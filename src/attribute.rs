//! Attribute identifiers and attribute vectors.
//!
//! An attribute is one observable surface point, named `"<Object>.<member>"`.
//! A vector is the deduplicated set of attributes one script has touched;
//! its normalized form (sorted, trimmed, empties dropped, `|`-joined) is the
//! key used by the entropy dataset.

use serde::{Deserialize, Serialize};
use std::collections::BTreeSet;
use std::fmt;

/// Separator used in normalized vector keys.
pub const VECTOR_SEPARATOR: char = '|';

/// One monitored surface point, e.g. `navigator.userAgent`.
#[derive(Debug, Clone, PartialEq, Eq, PartialOrd, Ord, Hash, Serialize, Deserialize)]
#[serde(transparent)]
pub struct AttributeId(String);

impl AttributeId {
    /// Build an id from an object name and a member name.
    pub fn new(object: &str, member: &str) -> Self {
        Self(format!("{}.{}", object.trim(), member.trim()))
    }

    /// Parse an already-joined id. Surrounding whitespace is trimmed.
    pub fn parse(raw: &str) -> Option<Self> {
        let trimmed = raw.trim();
        if trimmed.is_empty() {
            None
        } else {
            Some(Self(trimmed.to_string()))
        }
    }

    pub fn as_str(&self) -> &str {
        &self.0
    }

    /// Object part (`navigator` for `navigator.userAgent`).
    pub fn object(&self) -> &str {
        self.0.split_once('.').map(|(o, _)| o).unwrap_or(&self.0)
    }

    /// Member part (`userAgent` for `navigator.userAgent`).
    pub fn member(&self) -> &str {
        self.0.split_once('.').map(|(_, m)| m).unwrap_or("")
    }
}

impl fmt::Display for AttributeId {
    fn fmt(&self, f: &mut fmt::Formatter<'_>) -> fmt::Result {
        f.write_str(&self.0)
    }
}

impl From<&str> for AttributeId {
    fn from(raw: &str) -> Self {
        Self(raw.trim().to_string())
    }
}

/// Unordered, deduplicated set of attributes.
///
/// Backed by a `BTreeSet`, so iteration order is already the normalized order.
#[derive(Debug, Clone, Default, PartialEq, Eq, Hash, Serialize, Deserialize)]
pub struct AttributeVector {
    attributes: BTreeSet<AttributeId>,
}

impl AttributeVector {
    pub fn new() -> Self {
        Self::default()
    }

    /// Parse a `|`-separated vector string in any order, with any duplicates.
    pub fn parse(raw: &str) -> Self {
        raw.split(VECTOR_SEPARATOR)
            .filter_map(AttributeId::parse)
            .collect()
    }

    /// Insert an attribute. Returns `true` if it was not present yet.
    pub fn insert(&mut self, attribute: AttributeId) -> bool {
        self.attributes.insert(attribute)
    }

    pub fn contains(&self, attribute: &AttributeId) -> bool {
        self.attributes.contains(attribute)
    }

    pub fn len(&self) -> usize {
        self.attributes.len()
    }

    pub fn is_empty(&self) -> bool {
        self.attributes.is_empty()
    }

    pub fn iter(&self) -> impl Iterator<Item = &AttributeId> {
        self.attributes.iter()
    }

    /// Whether every attribute of `self` is also in `other`.
    pub fn is_subset(&self, other: &AttributeVector) -> bool {
        self.attributes.is_subset(&other.attributes)
    }

    /// The canonical key: sorted and joined by `|`.
    pub fn normalized(&self) -> String {
        let mut out = String::new();
        for (i, attr) in self.attributes.iter().enumerate() {
            if i > 0 {
                out.push(VECTOR_SEPARATOR);
            }
            out.push_str(attr.as_str());
        }
        out
    }
}

impl FromIterator<AttributeId> for AttributeVector {
    fn from_iter<T: IntoIterator<Item = AttributeId>>(iter: T) -> Self {
        Self {
            attributes: iter.into_iter().collect(),
        }
    }
}

impl fmt::Display for AttributeVector {
    fn fmt(&self, f: &mut fmt::Formatter<'_>) -> fmt::Result {
        f.write_str(&self.normalized())
    }
}

/// Normalize a raw vector string without building a vector first.
pub fn normalize_key(raw: &str) -> String {
    AttributeVector::parse(raw).normalized()
}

## [TASK ITEM]
In the answer, give the lines from the first line of the data through the line with "script has touched;", exactly as they appear and with no additions.

## [YOUR SOLUTION]
filename src/attribute.rs
//! Attribute identifiers and attribute vectors.
//!
//! An attribute is one observable surface point, named `"<Object>.<member>"`.
//! A vector is the deduplicated set of attributes one script has touched;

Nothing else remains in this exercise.